The voice, when it came, was above him. ‘You don’t need to check it.’
He’d climbed up one of the girders and was sitting in the superstructure, ten feet off the ground, his back against the studded steel. His body was crooked, bent to blend with the metalwork, and Dryden wondered if Shaw’s team had spotted him at all. No balaclava, just a black woollen hat pulled down low and something rubbed into his skin so that it was dark and blotched.
‘We didn’t think you’d come – alone.’ Dryden didn’t speak, and in the silence heard the knocking of a light boat against the bridge support below.
‘Got a tongue?’ He thought he recognized the voice from the phone but couldn’t be certain.

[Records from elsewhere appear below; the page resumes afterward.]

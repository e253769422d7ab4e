//! Guard error types
//!
//! Error codes:
//! - GUARD_INVALID_SPECIFICATION (declaration time, fatal for the schema)
//! - GUARD_SCHEMA_MISSING
//! - GUARD_SCHEMA_IMMUTABLE
//! - GUARD_UNKNOWN_FIELD
//! - GUARD_TYPE_MISMATCH
//! - GUARD_IMMUTABLE_VIOLATION
//! - GUARD_MISSING_REQUIRED
//! - GUARD_INVALID_CHOICE
//! - GUARD_PREDICATE_TYPE_ERROR
//! - GUARD_PREDICATE_REJECTED
//! - GUARD_UNSERIALIZABLE_VALUE

use thiserror::Error;

/// Result type for guard operations
pub type GuardResult<T> = Result<T, GuardError>;

/// Errors raised by field specifications, schemas and guarded objects.
///
/// Every error is raised at the point of violation and leaves the
/// object it was raised against untouched.
#[derive(Debug, Clone, PartialEq, Error)]
pub enum GuardError {
    #[error("invalid field specification: {0}")]
    InvalidSpecification(String),

    #[error("no schema declared for variant '{0}'")]
    SchemaMissing(String),

    #[error("schema for variant '{0}' is already declared and cannot be replaced")]
    SchemaImmutable(String),

    #[error("field '{field}' is not declared; available fields are {available:?}")]
    UnknownField { field: String, available: Vec<String> },

    #[error("field '{field}' must be {expected}, but a value of type {actual} was provided: {value}")]
    TypeMismatch {
        field: String,
        expected: String,
        actual: String,
        value: String,
    },

    #[error("field '{0}' is immutable; it can't be changed or deleted")]
    ImmutableViolation(String),

    #[error("missing required fields {0:?}")]
    MissingRequired(Vec<String>),

    #[error("field '{field}' was given {value}, which is not one of the valid choices {choices}")]
    InvalidChoice {
        field: String,
        value: String,
        choices: String,
    },

    #[error("validate_fn for field '{field}' must return a bool, but returned a value of type {returned}")]
    PredicateTypeError { field: String, returned: String },

    #[error("field '{field}' failed its validate_fn with value {value}")]
    PredicateRejected { field: String, value: String },

    #[error("value for field '{field}' could not be converted to an attribute value: {reason}")]
    UnserializableValue { field: String, reason: String },
}

impl GuardError {
    pub(crate) fn invalid_spec(reason: impl Into<String>) -> Self {
        GuardError::InvalidSpecification(reason.into())
    }

    /// Returns the stable string code for this error
    pub fn code(&self) -> &'static str {
        match self {
            GuardError::InvalidSpecification(_) => "GUARD_INVALID_SPECIFICATION",
            GuardError::SchemaMissing(_) => "GUARD_SCHEMA_MISSING",
            GuardError::SchemaImmutable(_) => "GUARD_SCHEMA_IMMUTABLE",
            GuardError::UnknownField { .. } => "GUARD_UNKNOWN_FIELD",
            GuardError::TypeMismatch { .. } => "GUARD_TYPE_MISMATCH",
            GuardError::ImmutableViolation(_) => "GUARD_IMMUTABLE_VIOLATION",
            GuardError::MissingRequired(_) => "GUARD_MISSING_REQUIRED",
            GuardError::InvalidChoice { .. } => "GUARD_INVALID_CHOICE",
            GuardError::PredicateTypeError { .. } => "GUARD_PREDICATE_TYPE_ERROR",
            GuardError::PredicateRejected { .. } => "GUARD_PREDICATE_REJECTED",
            GuardError::UnserializableValue { .. } => "GUARD_UNSERIALIZABLE_VALUE",
        }
    }

    /// Returns the single field this error concerns, if any.
    ///
    /// `MissingRequired` may name several fields and returns `None`;
    /// use [`GuardError::missing_fields`] for it.
    pub fn field(&self) -> Option<&str> {
        match self {
            GuardError::UnknownField { field, .. }
            | GuardError::TypeMismatch { field, .. }
            | GuardError::InvalidChoice { field, .. }
            | GuardError::PredicateTypeError { field, .. }
            | GuardError::PredicateRejected { field, .. }
            | GuardError::UnserializableValue { field, .. } => Some(field),
            GuardError::ImmutableViolation(field) => Some(field),
            _ => None,
        }
    }

    /// Returns the unmet required fields of a `MissingRequired` error
    pub fn missing_fields(&self) -> &[String] {
        match self {
            GuardError::MissingRequired(fields) => fields,
            _ => &[],
        }
    }

    /// Returns true if the error was raised while declaring a schema
    pub fn is_declaration_error(&self) -> bool {
        matches!(
            self,
            GuardError::InvalidSpecification(_) | GuardError::SchemaImmutable(_)
        )
    }
}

‘Sure. What d’you want me to say?’
Dryden leant against the steelwork looking upstream where, across the moonlit water, he could see one of the pleasure boats edging out, letting the current take it downriver.
He was down quickly, and Dryden didn’t have the nerve to back off as he came forward and grabbed him by the shirt front. Up close he could see the eyes now, and where they caught the moonlight Dryden could see how scared he was. He stuffed a piece of paper into one of Dryden’s pockets. ‘That’s a statement. We want that in the story too – along with something from Peyton saying he’s packing the business up. We’ll watch developments and keep the dogs, just for insurance. When Sealodes closes down he gets ’em back.’

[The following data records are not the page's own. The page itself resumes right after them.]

impl DaqApp {
    fn new(cc: &eframe::CreationContext<'_>, cfg: AppConfig) -> Self {
        let ctx = &cc.egui_ctx;
        ctx.set_visuals(egui::Visuals::dark());

        let mut style = (*ctx.style()).clone();
        style
            .text_styles
            .insert(TextStyle::Body, FontId::new(15.0, FontFamily::Proportional));
        style
            .text_styles
            .insert(TextStyle::Heading, FontId::new(22.0, FontFamily::Proportional));
        ctx.set_style(style);

        let ports = serial::available_ports();
        let port = if ports.contains(&cfg.port_name) || ports.is_empty() {
            cfg.port_name.clone()
        } else {
            ports[0].clone()
        };

        Self {
            form: RunForm {
                port,
                readings: cfg.default_readings.to_string(),
                stabilization: cfg.default_stabilization_s.to_string(),
            },
            cfg,
            runner: Runner::new(),
            store: SampleStore::new(),
            ports,
            x_axis: Axis::ReadingNumber,
            y_axis: Axis::Voltage,
            plot: None,
            status: Status::idle(),
            show_table: false,
            log_lines: Vec::new(),
            max_log_lines: 1000,
        }
    }

    fn push_log(&mut self, line: impl Into<String>) {
        let ts = Local::now().format("%H:%M:%S");
        self.log_lines.push(format!("[{}] {}", ts, line.into()));
        if self.log_lines.len() > self.max_log_lines {
            let overflow = self.log_lines.len() - self.max_log_lines;
            self.log_lines.drain(0..overflow);
        }
    }

    fn refresh_ports(&mut self) {
        self.ports = serial::available_ports();
        if let Some(first) = self.ports.first() {
            if !self.ports.contains(&self.form.port) {
                self.form.port = first.clone();
            }
        }
        self.push_log(format!("Ports: {}", self.ports.join(", ")));
    }

    fn start_run(&mut self) {
        let connector = SerialConnector {
            baud_rate: self.cfg.baud_rate,
            read_timeout: self.cfg.read_timeout(),
        };

        match self.runner.start(
            connector,
            &self.form,
            self.cfg.session_settings(),
            &mut self.store,
        ) {
            Ok(StartOutcome::Started) => {
                self.show_table = false;
                self.plot = None;
                self.push_log(format!(
                    "===== RUN START {} x{} =====",
                    self.form.port.trim(),
                    self.form.readings.trim()
                ));
            }
            Ok(StartOutcome::AlreadyRunning) => {}
            Err(e) => {
                self.push_log(format!("[ERROR] {}", e));
                self.status = Status::error(e.status_message());
            }
        }
    }

    fn rebuild_plot(&mut self) {
        self.plot = Some(render::plot_view(&self.store, self.x_axis, self.y_axis));
    }

    fn handle_updates(&mut self) {
        let updates = self.runner.poll(&mut self.store);
        if updates.is_empty() {
            return;
        }

        let mut samples_changed = false;
        for update in updates {
            match update {
                RunUpdate::Phase(p) => self.status = Status::for_phase(p),
                RunUpdate::Line(l) => self.push_log(l),
                RunUpdate::SampleAdded { index } => {
                    log::debug!("sample {} stored", index);
                    samples_changed = true;
                }
                RunUpdate::Finished { samples } => {
                    self.status =
                        Status::new("Status: Experiment Complete!", Color32::from_rgb(50, 230, 50));
                    self.push_log(format!("===== RUN COMPLETE: {} samples =====", samples));
                    samples_changed = true;
                }
                RunUpdate::Failed(e) => {
                    self.status = Status::error(e.status_message());
                    self.push_log(format!("[ERROR] {}", e));
                    samples_changed = true;
                }
            }
        }

        if samples_changed {
            self.rebuild_plot();
        }
    }

    fn export_csv(&mut self) {
        match export::write_csv(&self.store, Path::new(&self.cfg.export_folder)) {
            Ok(path) => self.push_log(format!("Exported {}", path.display())),
            Err(e) => {
                self.push_log(format!("[ERROR] export failed: {:#}", e));
                self.status = Status::error(format!("Error: {}", e));
            }
        }
    }

    fn open_export_folder(&self) {
        let folder = self.cfg.export_folder.clone();
        if let Err(e) = std::fs::create_dir_all(&folder) {
            log::warn!("creating {} failed: {}", folder, e);
        }

        #[cfg(target_os = "windows")]
        {
            let _ = Command::new("explorer").arg(folder).spawn();
        }
        #[cfg(target_os = "linux")]
        {
            let _ = Command::new("xdg-open").arg(folder).spawn();
        }
        #[cfg(target_os = "macos")]
        {
            let _ = Command::new("open").arg(folder).spawn();
        }
    }

    fn data_available(&self) -> bool {
        self.runner.state() == RunState::Complete && !self.store.is_empty()
    }

    // left panel
    fn ui_setup_panel(&mut self, ui: &mut egui::Ui) {
        let running = self.runner.is_running();

        ui.add_space(6.0);
        ui.vertical_centered(|ui| {
            ui.label(egui::RichText::new("Experiment Setup").size(17.0).strong());
        });
        ui.add(egui::Separator::default());
        ui.add_space(6.0);

        ui.add_enabled_ui(!running, |ui| {
            ui.label(egui::RichText::new("COM Port:").strong());
            let selected = if self.form.port.is_empty() {
                NO_PORTS.to_string()
            } else {
                self.form.port.clone()
            };
            egui::ComboBox::from_id_salt("port_combo")
                .selected_text(selected)
                .width(180.0)
                .show_ui(ui, |ui| {
                    if self.ports.is_empty() {
                        ui.label(NO_PORTS);
                    }
                    for p in &self.ports {
                        ui.selectable_value(&mut self.form.port, p.clone(), p.as_str());
                    }
                });
            if ui.button("Refresh Ports").clicked() {
                self.refresh_ports();
            }

            ui.add_space(12.0);
            ui.label(egui::RichText::new("Number of Readings:").strong());
            ui.add(
                egui::TextEdit::singleline(&mut self.form.readings)
                    .hint_text("e.g., 10")
                    .desired_width(180.0),
            );

            ui.add_space(12.0);
            ui.label(egui::RichText::new("Stabilization Time (s):").strong());
            ui.add(
                egui::TextEdit::singleline(&mut self.form.stabilization)
                    .hint_text("e.g., 5.0")
                    .desired_width(180.0),
            );
        });

        ui.add_space(18.0);

        let (start_text, start_color) = if running {
            ("Running...", Color32::from_gray(90))
        } else {
            ("Start Experiment", Color32::from_rgb(80, 200, 120))
        };
        let start_btn = egui::Button::new(
            egui::RichText::new(start_text)
                .strong()
                .color(Color32::BLACK),
        )
        .fill(start_color)
        .min_size(egui::vec2(180.0, 30.0));
        if ui.add_enabled(!running, start_btn).clicked() {
            self.start_run();
        }

        ui.add_space(10.0);
        let has_data = self.data_available();
        if ui
            .add_enabled(has_data, egui::Button::new("Show Data Table"))
            .clicked()
        {
            self.show_table = true;
        }
        ui.horizontal(|ui| {
            if ui
                .add_enabled(has_data, egui::Button::new("Export CSV"))
                .clicked()
            {
                self.export_csv();
            }
            if ui.button("Open Folder").clicked() {
                self.open_export_folder();
            }
        });

        ui.with_layout(Layout::bottom_up(Align::Min), |ui| {
            ui.add_space(8.0);
            ui.colored_label(self.status.color, self.status.text.as_str());
        });
    }

    fn axis_combo(ui: &mut egui::Ui, id: &str, axis: &mut Axis) -> bool {
        let before = *axis;
        egui::ComboBox::from_id_salt(id)
            .selected_text(axis.name())
            .width(180.0)
            .show_ui(ui, |ui| {
                for a in Axis::ALL {
                    ui.selectable_value(axis, a, a.name());
                }
            });
        *axis != before
    }

    // center panel
    fn ui_graph_panel(&mut self, ui: &mut egui::Ui) {
        ui.vertical_centered(|ui| {
            ui.heading("Graph Configuration");
        });
        ui.add_space(8.0);

        let mut changed = false;
        egui::Grid::new("axis_grid")
            .num_columns(2)
            .spacing([12.0, 8.0])
            .show(ui, |ui| {
                ui.label(egui::RichText::new("X-Axis:").strong());
                changed |= Self::axis_combo(ui, "x_axis_combo", &mut self.x_axis);
                ui.end_row();

                ui.label(egui::RichText::new("Y-Axis:").strong());
                changed |= Self::axis_combo(ui, "y_axis_combo", &mut self.y_axis);
                ui.end_row();
            });

        if changed {
            log::debug!(
                "axes changed: X={} Y={}",
                self.x_axis.name(),
                self.y_axis.name()
            );
            if self.plot.is_some() {
                self.rebuild_plot();
            }
        }

        ui.add_space(8.0);

        match &self.plot {
            Some(view) => render::show(ui, view),
            None => {
                ui.centered_and_justified(|ui| {
                    ui.label(
                        egui::RichText::new(
                            "Graph will appear here after experiment\n\n\
                             Select X and Y axis options above\n\
                             and run an experiment to see data visualization",
                        )
                        .size(16.0)
                        .color(Color32::GRAY),
                    );
                });
            }
        }
    }

    fn ui_table_window(&mut self, ctx: &egui::Context) {
        if !self.show_table {
            return;
        }
        let Some(table) = self.store.table() else {
            self.show_table = false;
            return;
        };

        let mut open = self.show_table;
        egui::Window::new("Collected Data")
            .open(&mut open)
            .default_size([500.0, 400.0])
            .show(ctx, |ui| {
                egui::ScrollArea::vertical()
                    .auto_shrink([false; 2])
                    .show(ui, |ui| {
                        ui.label(egui::RichText::new(table).monospace());
                    });
            });
        self.show_table = open;
    }
}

Up close Dryden could actually smell the fear, laced with nicotine. He was just a few feet away now and Dryden tried to memorize the face: an oversized jaw, and small, flattened nose which looked broken.
‘Let’s go,’ a second voice, this time from below, where an outboard motor suddenly burst into life. ‘There’s a boat coming.’
The grip tightened at Dryden’s neck and the face came closer. ‘I hope that’s nothing we should be worried about, Dryden. Betrayal is a very ugly word – disfiguring.’
The engine below screamed and at the same moment a searchlight thudded into life from the deck of the pleasure boat upstream, blinding Dryden, so that he didn’t see the punch coming, the knuckles cracking against the orbital bone above his eye. He went down on the tarmac, his cheekbone hitting the ground with a thud which made him lose consciousness. But as he drifted into an internal silence he heard a loud hailer, although the words made no sense, each unrelated, evading meaning.
When he came to he didn’t know how long he’d been down, but the side of his skull was numb and pitted with grit. In the distance he could see headlights approaching along the drove, a blue flashing light above. Overhead the thwup-thwup of helicopter blades was close enough to move the night air, while a spotlight burned down, illuminating the bridge around him. In the silvery light he saw a rat panic, zigzagging over the tarmac.
They’d left the holdall, just a few feet away. So he crept towards it, the pain in his head oddly distant. He was kneeling when he got the zip down and the helicopter was making a second run, the blazing halogen-white light suddenly electrifying the scene like a flashbulb. Inside there was some heavy mater ial, like rotted carpet, which he prised apart to reveal bones and a skull. He took the head out and held it level with his own, and looking into that lifeless face he could see the glitter of a single metal filling, so that he knew one thing only as he heard footsteps running towards him – that these were not old bones.